State of Emergency: the Way We Were
Page 34
It is ironic, therefore, that foreign observers, especially in Ireland or the United States, often imagined that the average Briton dreamed of Belfast’s pebble-dashed council estates with misty eyes and a thumping heart. In fact, as early as February 1971 the government was worried that the public was ‘beginning actively to resent the situation’, and that ‘many people would favour abandoning the Province to its fate’. Although polls had originally shown strong support for Britain’s military intervention, they soon swung around: by 1974, just 32 per cent favoured keeping the troops in Ulster, while 59 per cent thought the government should bring them home – although few people felt strongly enough to do anything about it. Far from taking sides, most people regarded unionists and nationalists alike with baffled horror. By 1973, 44 per cent agreed that the people of Northern Ireland were intolerant, while only 20 per cent thought them hard-working and just 14 per cent described them as friendly. ‘I hate Bernadette Devlin as much as I hate the Revd. Ian Paisley, if anything worse,’ recorded the diarist James Lees-Milne, a good barometer of conservative opinion, in January 1971. And even atrocities on the mainland provoked not a great wave of sympathy for unionism, but a surge of contempt for all Northern Ireland’s combatants, whether loyalist or republican. ‘I loathe and detest the miserable bastards … savage murderous thugs,’ wrote Lord Arran in the Evening Standard in October 1974. ‘May the Irish, all of them, rot in hell.’37
But the truth was that many of them were there already. In the aftermath of internment, Northern Ireland sank into the bloodiest period in its history, an orgy of bombings and shootings in which even the most terrible atrocities were almost overlooked amid the carnage. By now, any remaining trust between the rival communities had completely broken down. As in so many sectarian conflicts, each side looked on the other with horror and fear, arming itself in case its enemy struck first. By September, soldiers, paramilitaries and civilians were dying almost every day in shooting incidents and bomb attacks, and at the end of the month the conflict reached a new low when the Provisional IRA detonated a 100-pound bomb in the Four Step Inn on the Shankill Road. It was half-past-ten at night; the lounge was full of local residents watching television, and when the bar’s roof collapsed, twenty-seven were badly injured and two were killed. One of the dead men, Alexander Andrews, was so badly disfigured by shattering glass that his son could only identify him by his shoes. It was a naked sectarian attack, brutal and cold-blooded, and it unleashed a cycle of violence that seemed likely to consume the city itself.
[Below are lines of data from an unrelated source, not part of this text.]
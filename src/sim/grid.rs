use chrono::{Duration, NaiveDateTime};

use crate::config::{MAX_N_DAYS, MINUTES_PER_DAY};
use crate::error::ConfigError;

/// An evenly spaced sequence of interval start timestamps.
///
/// The grid covers `n_days` whole days at `freq_minutes` resolution, so it
/// always holds `n_days * 1440 / freq_minutes` intervals.
///
/// # Examples
///
/// ```
/// use claro_sim::config::default_epoch;
/// use claro_sim::sim::grid::TimeGrid;
///
/// let grid = TimeGrid::new(default_epoch(), 2, 60).unwrap();
/// assert_eq!(grid.len(), 48);
/// assert_eq!(grid.steps_per_day(), 24);
/// ```
#[derive(Debug, Clone)]
pub struct TimeGrid {
    start: NaiveDateTime,
    freq_minutes: u32,
    steps_per_day: usize,
    len: usize,
}

impl TimeGrid {
    /// Builds a grid starting at `start`.
    ///
    /// # Errors
    ///
    /// Returns a `ConfigError` if `n_days` is outside `1..=MAX_N_DAYS` or the
    /// grid would end past the representable date range, or if
    /// `freq_minutes` is zero or does not evenly divide a day.
    pub fn new(start: NaiveDateTime, n_days: i64, freq_minutes: u32) -> Result<Self, ConfigError> {
        if !(1..=MAX_N_DAYS).contains(&n_days) {
            return Err(ConfigError::new(
                "simulation.n_days",
                format!("must be in 1..={MAX_N_DAYS}, got {n_days}"),
            ));
        }
        if grid_end(start, n_days).is_none() {
            return Err(ConfigError::new(
                "simulation.n_days",
                "grid ends past the representable date range",
            ));
        }
        if freq_minutes == 0 || MINUTES_PER_DAY % freq_minutes != 0 {
            return Err(ConfigError::new(
                "simulation.freq_minutes",
                format!("must evenly divide 1440, got {freq_minutes}"),
            ));
        }
        let steps_per_day = (MINUTES_PER_DAY / freq_minutes) as usize;
        let len = usize::try_from(n_days)
            .ok()
            .and_then(|d| d.checked_mul(steps_per_day))
            .ok_or_else(|| ConfigError::new("simulation.n_days", "grid is too large"))?;
        Ok(Self {
            start,
            freq_minutes,
            steps_per_day,
            len,
        })
    }

    /// Number of intervals in the grid.
    pub fn len(&self) -> usize {
        self.len
    }

    pub fn is_empty(&self) -> bool {
        self.len == 0
    }

    pub fn steps_per_day(&self) -> usize {
        self.steps_per_day
    }

    pub fn freq_minutes(&self) -> u32 {
        self.freq_minutes
    }

    /// Timestamp of interval `index`, or `None` past the end of the grid.
    pub fn timestamp(&self, index: usize) -> Option<NaiveDateTime> {
        (index < self.len)
            .then(|| self.start + Duration::minutes(i64::from(self.freq_minutes) * index as i64))
    }

    /// Constant spacing between consecutive timestamps.
    pub fn spacing(&self) -> Duration {
        Duration::minutes(i64::from(self.freq_minutes))
    }

    /// Iterates over `(index, timestamp)` pairs in order.
    pub fn iter(&self) -> impl Iterator<Item = (usize, NaiveDateTime)> + '_ {
        let step = self.spacing();
        (0..self.len).scan(self.start, move |ts, i| {
            let current = *ts;
            *ts += step;
            Some((i, current))
        })
    }
}

/// End of a grid of `n_days` days from `start`, if chrono can represent it.
pub(crate) fn grid_end(start: NaiveDateTime, n_days: i64) -> Option<NaiveDateTime> {
    Duration::try_days(n_days).and_then(|d| start.checked_add_signed(d))
}

#[cfg(test)]
mod tests {
    use super::*;
    use crate::config::default_epoch;

    #[test]
    fn hourly_grid_has_24_steps_per_day() {
        let grid = TimeGrid::new(default_epoch(), 3, 60).unwrap();
        assert_eq!(grid.len(), 72);
    }

    #[test]
    fn quarter_hour_spacing_is_constant() {
        let grid = TimeGrid::new(default_epoch(), 1, 15).unwrap();
        let stamps: Vec<_> = grid.iter().map(|(_, ts)| ts).collect();
        assert_eq!(stamps.len(), 96);
        for pair in stamps.windows(2) {
            assert_eq!(pair[1] - pair[0], Duration::minutes(15));
        }
        assert_eq!(stamps[0], default_epoch());
    }

    #[test]
    fn indexed_access_matches_iteration() {
        let grid = TimeGrid::new(default_epoch(), 2, 30).unwrap();
        for (i, ts) in grid.iter() {
            assert_eq!(grid.timestamp(i), Some(ts));
        }
        assert_eq!(grid.timestamp(grid.len()), None);
    }

    #[test]
    fn rejects_frequency_not_dividing_a_day() {
        let err = TimeGrid::new(default_epoch(), 1, 7).unwrap_err();
        assert_eq!(err.field, "simulation.freq_minutes");
        assert!(TimeGrid::new(default_epoch(), 1, 0).is_err());
    }

    #[test]
    fn rejects_oversized_grids() {
        let err = TimeGrid::new(default_epoch(), i64::MAX, 60).unwrap_err();
        assert_eq!(err.field, "simulation.n_days");
        assert!(TimeGrid::new(default_epoch(), MAX_N_DAYS + 1, 60).is_err());
        assert!(TimeGrid::new(default_epoch(), MAX_N_DAYS, 1440).is_ok());

        let late = NaiveDateTime::MAX - Duration::days(2);
        let err = TimeGrid::new(late, 5, 60).unwrap_err();
        assert_eq!(err.field, "simulation.n_days");
    }

    #[test]
    fn rejects_non_positive_days() {
        assert!(TimeGrid::new(default_epoch(), 0, 60).is_err());
        let err = TimeGrid::new(default_epoch(), -1, 60).unwrap_err();
        assert_eq!(err.field, "simulation.n_days");
    }
}
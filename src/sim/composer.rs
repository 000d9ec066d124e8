//! Mediator and outcome composition with lagged inertia.

use rand::rngs::StdRng;

use crate::config::OutcomeConfig;
use crate::signals::types::gaussian_noise;

/// M1, X5, and Y for one interval.
#[derive(Debug, Clone, Copy, PartialEq)]
pub struct Composition {
    pub availability: f64,
    pub activation: f64,
    pub y_kwh: f64,
    /// A lag term fell before the first interval and used the warm-up baseline.
    pub warmup: bool,
    /// The raw outcome was negative and clipped to zero.
    pub clipped: bool,
}

/// Ordered scan that turns drivers into activation (M1) and consumption (Y).
///
/// Y carries thermal/system memory through two lag terms:
///
/// ```text
/// Y[t] = w_s * Y[t-1] + w_l * Y[t-L] + (1 - w_s - w_l) * g(M1, tp) + eps
/// g    = baseline(X3) * X4 + activation_to_kwh * M1 + direct_temp_to_kwh * tp
/// ```
///
/// Lags that fall before the first interval use `warmup_baseline_kwh`.
#[derive(Debug, Clone)]
pub struct OutcomeComposer {
    config: OutcomeConfig,
    long_lag: usize,
    history: Vec<f64>,
}

impl OutcomeComposer {
    /// Creates a composer with an empty history.
    ///
    /// # Arguments
    ///
    /// * `config` - Outcome coefficients
    /// * `long_lag` - Long inertia lag in intervals (clamped to at least 1)
    pub fn new(config: &OutcomeConfig, long_lag: usize) -> Self {
        Self {
            config: config.clone(),
            long_lag: long_lag.max(1),
            history: Vec::new(),
        }
    }

    /// Number of leading intervals that fall back to the warm-up baseline.
    pub fn max_lag(&self) -> usize {
        self.long_lag
    }

    /// X4 structural baseline shifter.
    pub fn building_factor(&self) -> f64 {
        self.config.building_factor
    }

    /// X5 availability: reduced while closed, shifted by X4.
    pub fn availability(&self, open: bool) -> f64 {
        let c = &self.config;
        let open_share = if open { 1.0 } else { 0.0 };
        (c.closed_availability + (1.0 - c.closed_availability) * open_share) * c.building_factor
    }

    /// M1 activation intensity, gated toward zero while closed.
    pub fn activation(&self, occupancy: f64, temp_pressure: f64, open: bool) -> f64 {
        let c = &self.config;
        let regime = if open { 1.0 } else { 0.0 };
        let raw = (c.regime_to_activation * regime
            + c.occ_to_activation * occupancy
            + c.temp_to_activation * temp_pressure)
            * self.availability(open);
        let gated = if open {
            raw
        } else {
            raw * c.closed_activation_gate
        };
        gated.clamp(0.0, c.max_activation)
    }

    /// Structural demand `g(M1, tp)` before inertia and noise.
    pub fn structural_demand(&self, activation: f64, temp_pressure: f64, open: bool) -> f64 {
        let c = &self.config;
        let baseline = if open {
            c.base_kwh_when_open
        } else {
            c.base_kwh_when_closed
        };
        baseline * c.building_factor
            + c.activation_to_kwh * activation
            + c.direct_temp_to_kwh * temp_pressure
    }

    /// Returns `Y[t - lag]`, or `None` when it falls before the first interval.
    fn lagged(&self, lag: usize) -> Option<f64> {
        self.history
            .len()
            .checked_sub(lag)
            .map(|i| self.history[i])
    }

    /// Composes the next interval and appends its Y to the history.
    pub fn step(
        &mut self,
        occupancy: f64,
        temp_pressure: f64,
        open: bool,
        rng: &mut StdRng,
    ) -> Composition {
        let availability = self.availability(open);
        let activation = self.activation(occupancy, temp_pressure, open);
        let structural = self.structural_demand(activation, temp_pressure, open);

        let c = &self.config;
        let short = self.lagged(1);
        let long = self.lagged(self.long_lag);
        let warmup = short.is_none() || long.is_none();
        let baseline = c.warmup_baseline_kwh;

        let inertia = c.short_lag_weight * short.unwrap_or(baseline)
            + c.long_lag_weight * long.unwrap_or(baseline);
        let own_weight = 1.0 - c.short_lag_weight - c.long_lag_weight;
        let raw = inertia + own_weight * structural + gaussian_noise(rng, c.noise_sigma);
        let y_kwh = raw.max(0.0);

        self.history.push(y_kwh);
        Composition {
            availability,
            activation,
            y_kwh,
            warmup,
            clipped: raw < 0.0,
        }
    }
}
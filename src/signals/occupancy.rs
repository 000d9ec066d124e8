//! Occupancy proxy generator (X1).

use rand::rngs::StdRng;

use super::types::{Signal, SignalContext, gaussian_noise};
use crate::config::OccupancyConfig;

/// Occupancy proxy driven by the diurnal profile, the weekly pattern, and
/// the academic intensity from C1.
///
/// While the building is closed the proxy is exactly zero and no noise is
/// drawn. While open:
///
/// ```text
/// X1 = clip(capacity * intensity * diurnal(hour) * weekly(day) + eps, 0, max)
/// ```
///
/// where `diurnal` is a midday plus late-afternoon Gaussian mix and `eps` is
/// Gaussian noise bounded to a fixed number of standard deviations.
#[derive(Debug, Clone)]
pub struct Occupancy {
    config: OccupancyConfig,
}

impl Occupancy {
    pub fn new(config: &OccupancyConfig) -> Self {
        Self {
            config: config.clone(),
        }
    }

    /// Two-peak diurnal profile in `[0, midday_weight + evening_weight]`.
    pub fn diurnal_profile(&self, hour: f64) -> f64 {
        let c = &self.config;
        bump(hour, c.midday_peak_hour, c.midday_peak_width) * c.midday_peak_weight
            + bump(hour, c.evening_peak_hour, c.evening_peak_width) * c.evening_peak_weight
    }

    fn bounded_noise(&self, rng: &mut StdRng) -> f64 {
        let c = &self.config;
        let bound = c.noise_bound_sigmas * c.noise_sigma;
        gaussian_noise(rng, c.noise_sigma).clamp(-bound, bound)
    }
}

fn bump(x: f64, center: f64, width: f64) -> f64 {
    (-(x - center).powi(2) / (2.0 * width * width)).exp()
}

impl Signal for Occupancy {
    type Output = f64;

    fn sample(&self, ctx: &SignalContext, rng: &mut StdRng) -> f64 {
        if !ctx.regime.open {
            return 0.0;
        }
        let c = &self.config;
        let weekly = if ctx.is_weekend() {
            c.weekend_multiplier
        } else {
            1.0
        };
        let mean = c.capacity * ctx.calendar.intensity * self.diurnal_profile(ctx.hour()) * weekly;
        (mean + self.bounded_noise(rng)).clamp(0.0, c.max_occupancy)
    }

    fn signal_name(&self) -> &'static str {
        "X1_occupancy"
    }
}
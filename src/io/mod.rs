//! Delimited-text input and output for the analytical table.

/// CSV export of the analytical table.
pub mod export;
/// CSV ingestion and shape validation.
pub mod ingest;
//! Operational regime (X3): open/closed from the weekly schedule.

use chrono::{Datelike, NaiveDate, Weekday};
use rand::rngs::StdRng;

use super::calendar::AcademicPeriod;
use super::types::{Signal, SignalContext};
use crate::config::{ExtendedHoursConfig, ScheduleConfig, SpecialEventConfig};

/// X3 value for one interval, with the override flags that produced it.
#[derive(Debug, Clone, Copy, PartialEq, Eq)]
pub struct RegimeState {
    pub open: bool,
    /// Open only because extended hours widened the window.
    pub extended_hours: bool,
    /// The date carries a special event.
    pub special_event: bool,
}

impl Default for RegimeState {
    fn default() -> Self {
        Self {
            open: true,
            extended_hours: false,
            special_event: false,
        }
    }
}

impl RegimeState {
    pub const CLOSED: Self = Self {
        open: false,
        extended_hours: false,
        special_event: false,
    };

    /// X3 as 0/1.
    pub fn as_flag(&self) -> u8 {
        u8::from(self.open)
    }
}

/// Half-open window of fractional hours, `open <= hour < close`.
#[derive(Debug, Clone, Copy, PartialEq)]
struct Window {
    open: f64,
    close: f64,
}

impl Window {
    fn contains(&self, hour: f64) -> bool {
        self.open <= hour && hour < self.close
    }

    fn union(self, other: Window) -> Window {
        Window {
            open: self.open.min(other.open),
            close: self.close.max(other.close),
        }
    }
}

/// Weekly opening schedule with extended-hours and special-event overrides.
///
/// Holidays close the building regardless of any override.
#[derive(Debug, Clone)]
pub struct OpeningSchedule {
    weekday: Window,
    weekend: Window,
    extended: ExtendedHoursConfig,
    special_events: Vec<SpecialEventConfig>,
}

impl OpeningSchedule {
    pub fn new(config: &ScheduleConfig) -> Self {
        Self {
            weekday: Window {
                open: config.weekday_open_hour,
                close: config.weekday_close_hour,
            },
            weekend: Window {
                open: config.weekend_open_hour,
                close: config.weekend_close_hour,
            },
            extended: config.extended_hours.clone(),
            special_events: config.special_events.clone(),
        }
    }

    fn base_window(&self, date: NaiveDate) -> Window {
        match date.weekday() {
            Weekday::Sat | Weekday::Sun => self.weekend,
            _ => self.weekday,
        }
    }

    fn extension_applies(&self, period: AcademicPeriod) -> bool {
        self.extended.enabled && (!self.extended.exam_periods_only || period == AcademicPeriod::Exam)
    }

    fn event_window(&self, date: NaiveDate) -> Option<Window> {
        self.special_events
            .iter()
            .filter(|e| e.date == date)
            .map(|e| Window {
                open: e.open_hour,
                close: e.close_hour,
            })
            .reduce(Window::union)
    }

    /// Evaluates the regime at fractional `hour` on `date` during `period`.
    pub fn regime_at(&self, date: NaiveDate, hour: f64, period: AcademicPeriod) -> RegimeState {
        if period == AcademicPeriod::Holiday {
            return RegimeState::CLOSED;
        }

        let base = self.base_window(date);
        let extended = self.extension_applies(period).then(|| Window {
            open: (base.open - self.extended.extra_hours_before).max(0.0),
            close: (base.close + self.extended.extra_hours_after).min(24.0),
        });
        let event = self.event_window(date);

        let in_base = base.contains(hour);
        let in_extended = extended.is_some_and(|w| w.contains(hour));
        let in_event = event.is_some_and(|w| w.contains(hour));

        RegimeState {
            open: in_base || in_extended || in_event,
            extended_hours: !in_base && in_extended,
            special_event: event.is_some(),
        }
    }
}

impl Signal for OpeningSchedule {
    type Output = RegimeState;

    fn sample(&self, ctx: &SignalContext, _rng: &mut StdRng) -> RegimeState {
        self.regime_at(ctx.timestamp.date(), ctx.hour(), ctx.calendar.period)
    }

    fn signal_name(&self) -> &'static str {
        "X3_regime"
    }
}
On 4 December, the UVF took their revenge by planting a 50-pound bomb in McGurk’s Bar in the city centre, a sleepy, Catholic-owned pub with no republican connections, in which old men liked to chat about the horses over a pint. Patrick McGurk himself, who was serving behind the bar when the bomb went off, miraculously survived the explosion; when he came to, he was told that his wife and daughter were among the fifteen people killed. It was a ghastly, terrible scene, the stuff of some sick nightmare, but the blood feud was not over yet. Exactly one week later, the IRA bombed the Balmoral Furnishing Company on the Shankill Road. It was a busy, bustling pre-Christmas Saturday, and the street was packed with shoppers. Two men were killed; so were two infants, aged just 1 and 2. ‘Women were crying. Men were trying to dig out the rubble,’ one man said later. ‘One person was crying beside you and the next person was shouting “Bastards” and things like that. I didn’t actually see the babies’ bodies as they had them wrapped in sheets, but the blood was just coming right through them. They were just like lumps of meat, you know, small lumps of meat.’ The next day, he walked along to a local UDA meeting and announced that he wanted to volunteer. He was prepared to do ‘whatever it took to defend the people of my area’, he said. And so it went on. This was the United Kingdom in December 1971.38
7
Love Thy Neighbour
The stink of the blacks made him sick. He hated spades – wished they’d wash more often or get the hell back where they came from. This was his London – not somewhere for London Transport’s African troops to live.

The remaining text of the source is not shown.